In Mark Lynas’ recent book Six Minutes to Winter, he points to the Barret, Baum and Hostetler paper from 2013 which estimated the probability of inadvertent nuclear war in any year to be around 1%. This is twice the probability of insolvency we think acceptable for our insurance companies under Solvency II and would mean, if accurate, that the probability of avoiding nuclear war by 2100 was 0.99 raised to the power of 75 (the number of years until 2100), or 47%, ie less than a fifty-fifty chance.
That doesn’t seem like good enough odds to me. As Lynas says:
We cannot continue to run the daily risk of nuclear war, because sooner or later one will happen. We expend enormous quantities of effort on climate change, a threat that can endanger human civilisation in decades, but ignore one that can already destroy the world in minutes. Either by accident or by intent, the day of Armageddon will surely dawn. It’s either us or them: our civilisation or the nukes. We cannot both survive indefinitely.
The Treaty on the Prohibition of Nuclear Weapons (TPNW) was adopted at the UN in 2017 and came into force in 2021. In Article 1 of the Treaty, each state party to it undertakes never to develop, test, produce, possess, transfer, use or threaten to use nuclear weapons under any circumstances. 94 countries have signed the TPNW to date, with 73 full parties to it.
The House of Commons library entry on TPNW poses a challenge:
It is the first multilateral, legally binding, instrument for nuclear disarmament to have been negotiated in 20 years. However, the nuclear weapon states have not signed and ratified the new treaty, and as such, are not legally bound by its provisions. The lack of engagement by the nuclear weapon states subsequently raises the question of what this treaty can realistically achieve.
It then goes on to state the position of the UK Government:
The British Government did not participate in the UN talks and will not sign and ratify the new treaty. It believes that the best way to achieve the goal of global nuclear disarmament is through gradual multilateral disarmament, negotiated using a step-by-step approach and within existing international frameworks, specifically the Nuclear Non-Proliferation Treaty. The Government has also made clear that it will not accept any argument that this treaty constitutes a development of customary international law binding on the UK or other non-parties.

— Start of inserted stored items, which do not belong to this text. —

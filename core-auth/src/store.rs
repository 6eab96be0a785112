//! Local account CRUD cache over a host key-value store.
//!
//! The store mirrors its backing keys into memory on first use and writes
//! through on every mutation. Corrupt stored JSON resets to an empty cache
//! rather than failing the host; storage failures on writes do propagate,
//! since losing a registration silently would be worse than surfacing it.

use crate::error::{AuthError, Result};
use crate::types::{Account, AccountSummary};
use bridge_traits::KeyValueStore;
use core_runtime::events::{AuthEvent, CoreEvent, EventBus};
use std::sync::Arc;
use tokio::sync::Mutex;
use tracing::{debug, warn};

/// Key holding the JSON array of registered accounts.
pub const ACCOUNTS_KEY: &str = "citysound.accounts";
/// Key holding the JSON of the currently signed-in summary (or `null`).
pub const CURRENT_KEY: &str = "citysound.current";

#[derive(Default)]
struct CacheState {
    loaded: bool,
    accounts: Vec<Account>,
    current: Option<AccountSummary>,
}

/// Local registration/login cache.
///
/// All operations lazily load the backing store exactly once per instance.
/// Unlike the playback session, errors here are surfaced to the caller; the
/// UI renders them as form messages.
pub struct AccountStore {
    store: Arc<dyn KeyValueStore>,
    state: Mutex<CacheState>,
    events: Option<EventBus>,
}

impl AccountStore {
    /// Create a store without event-bus reporting.
    pub fn new(store: Arc<dyn KeyValueStore>) -> Self {
        Self {
            store,
            state: Mutex::new(CacheState::default()),
            events: None,
        }
    }

    /// Create a store that emits [`AuthEvent`]s on the given bus.
    pub fn with_events(store: Arc<dyn KeyValueStore>, events: EventBus) -> Self {
        Self {
            store,
            state: Mutex::new(CacheState::default()),
            events: Some(events),
        }
    }

    /// Register a new account and sign it in.
    ///
    /// # Errors
    ///
    /// [`AuthError::EmailTaken`] when an account with `email` exists;
    /// storage and serialization failures propagate.
    pub async fn register(
        &self,
        name: &str,
        email: &str,
        password: &str,
    ) -> Result<AccountSummary> {
        let mut state = self.state.lock().await;
        self.load_if_needed(&mut state).await?;

        if state.accounts.iter().any(|a| a.email == email) {
            return Err(AuthError::EmailTaken(email.to_string()));
        }

        let account = Account::new(name, email, password);
        let summary = AccountSummary::from(&account);
        debug!(account = %account.id, "registering account");

        // Newest first, matching how the roster is rendered.
        state.accounts.insert(0, account);
        state.current = Some(summary.clone());

        self.persist_accounts(&state).await?;
        self.persist_current(&state).await?;
        self.emit(AuthEvent::Registered {
            account_id: summary.id.to_string(),
        });
        Ok(summary)
    }

    /// Sign in an existing account.
    ///
    /// # Errors
    ///
    /// [`AuthError::UnknownAccount`] when no account matches `email`,
    /// [`AuthError::WrongPassword`] when the password differs.
    pub async fn login(&self, email: &str, password: &str) -> Result<AccountSummary> {
        let mut state = self.state.lock().await;
        self.load_if_needed(&mut state).await?;

        let account = state
            .accounts
            .iter()
            .find(|a| a.email == email)
            .ok_or_else(|| AuthError::UnknownAccount(email.to_string()))?;
        if account.password != password {
            return Err(AuthError::WrongPassword);
        }

        let summary = AccountSummary::from(account);
        state.current = Some(summary.clone());
        self.persist_current(&state).await?;
        self.emit(AuthEvent::SignedIn {
            account_id: summary.id.to_string(),
        });
        Ok(summary)
    }

    /// Sign out the current account. Signing out while nobody is signed in
    /// is a no-op.
    pub async fn logout(&self) -> Result<()> {
        let mut state = self.state.lock().await;
        self.load_if_needed(&mut state).await?;

        if state.current.take().is_some() {
            self.persist_current(&state).await?;
            self.emit(AuthEvent::SignedOut);
        }
        Ok(())
    }

    /// The currently signed-in account, if any.
    pub async fn current(&self) -> Result<Option<AccountSummary>> {
        let mut state = self.state.lock().await;
        self.load_if_needed(&mut state).await?;
        Ok(state.current.clone())
    }

    /// Number of registered accounts.
    pub async fn account_count(&self) -> Result<usize> {
        let mut state = self.state.lock().await;
        self.load_if_needed(&mut state).await?;
        Ok(state.accounts.len())
    }

    async fn load_if_needed(&self, state: &mut CacheState) -> Result<()> {
        if state.loaded {
            return Ok(());
        }

        state.accounts = match self.store.get(ACCOUNTS_KEY).await? {
            Some(raw) => serde_json::from_str(&raw).unwrap_or_else(|e| {
                warn!(error = %e, "resetting corrupt account roster");
                Vec::new()
            }),
            None => Vec::new(),
        };
        state.current = match self.store.get(CURRENT_KEY).await? {
            Some(raw) => serde_json::from_str(&raw).unwrap_or_else(|e| {
                warn!(error = %e, "resetting corrupt signed-in record");
                None
            }),
            None => None,
        };
        state.loaded = true;
        Ok(())
    }

    async fn persist_accounts(&self, state: &CacheState) -> Result<()> {
        let raw = serde_json::to_string(&state.accounts)?;
        self.store.set(ACCOUNTS_KEY, &raw).await?;
        Ok(())
    }

    async fn persist_current(&self, state: &CacheState) -> Result<()> {
        let raw = serde_json::to_string(&state.current)?;
        self.store.set(CURRENT_KEY, &raw).await?;
        Ok(())
    }

    fn emit(&self, event: AuthEvent) {
        if let Some(events) = &self.events {
            events.emit(CoreEvent::Auth(event)).ok();
        }
    }
}
//! Process-wide session accessor.
//!
//! The session is designed to exist once per process: one channel, one
//! controller, alive until the process ends. Hosts install their configured
//! instance here so every UI surface reaches the same one, while tests keep
//! constructing isolated sessions directly and never touch the global.

use crate::session::PlaybackSession;
use std::sync::{Arc, OnceLock};

static SESSION: OnceLock<Arc<PlaybackSession>> = OnceLock::new();

/// Install the process-wide session. Returns the rejected instance when one
/// is already installed; installation happens at most once.
pub fn install(session: Arc<PlaybackSession>) -> Result<(), Arc<PlaybackSession>> {
    SESSION.set(session)
}

/// The installed process-wide session, if any.
pub fn current() -> Option<Arc<PlaybackSession>> {
    SESSION.get().cloned()
}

There are 9 nuclear states in the world: China, France, India, North Korea, Pakistan, Russia, Israel, the UK and the United States. Israel recently conducted a 12 day war with Iran to stop it becoming the 10th. Many argue that Russia would never have invaded Ukraine had it kept its nuclear weapons (although it seems unlikely that they would have ever been able to use them as a deterrent for a number of reasons). So the claims of these nuclear states that they are essential to their security are real.
But is the risk that continued maintenance of a nuclear arsenal poses worth it for this additional security? For the security only operates at the deterrence level. Once the first bomb lands we are no more secure than anyone else.
Which makes it all the more concerning when Donald Trump starts saying things like this (in response to a veiled threat by the Russian Foreign Minister about their nuclear arsenal):
“I have ordered two Nuclear Submarines to be positioned in the appropriate regions, just in case these foolish and inflammatory statements are more than just that. Words are very important, and can often lead to unintended consequences, I hope this will not be one of those instances.”
But with a probability of avoiding “unintended consequences” less than fifty-fifty by 2100? That really doesn’t feel like good enough odds to me.